Cynthia glanced at me with apprehension. “I mis—”
“You did not. How do you know the cardinal wanted to die? Did you talk with him or Mr. Hoo—”
“No. It’s not that. I…”
“I what?”
“I saw—in his diary—the day he took his fatal stroll? It was marked.”
“How so?”
“You know Latin? I don’t know why you would, but for some reason I assume you do.”
“Eat, drink, and be merry?”
“That’s Ecclesiastes. Why always the jesting?”
“Tell me how it was marked.”
“Incepto ne desistam.”
“May I not shrink from my purpose.”
“Very good.”
“This was not his official diary, is that correct?”
“It was his personal diary.”
“Did Father McKenzie ever see it?”
“Not that I know.”
“Would you know?”
She hesitated. “Yes, Mr. Travis. I would most definitely know.” I wanted to make sure McKenzie, despite pissing in his robe, was in the dark. I didn’t like the man and was quite certain he felt the same way about me.

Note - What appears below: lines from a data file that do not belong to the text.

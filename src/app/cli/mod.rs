//! CLI module containing argument parsing and configuration file loading

pub mod args;
pub mod config;

#[cfg(test)]
mod tests;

“Anything on the following dates?”
“Meetings, appointments. But that doesn’t tell us anything, does it?” She intensified her eyes. “But this does. And the Latin? He never put anything in his calendar in Latin. It’s the only entry.
“Don’t you see?” Her voice skipped up two notches on the excitometer. “He knew he was going to die. He went to the gardens to die. It’s the man who killed him who didn’t know his part in the tragedy. I can only conclude that a man was dispatched to kill someone else—who that person might be, I prefer not to know—but his guilt should at least be muted by the knowledge that Giovanni desired and sought the outcome.”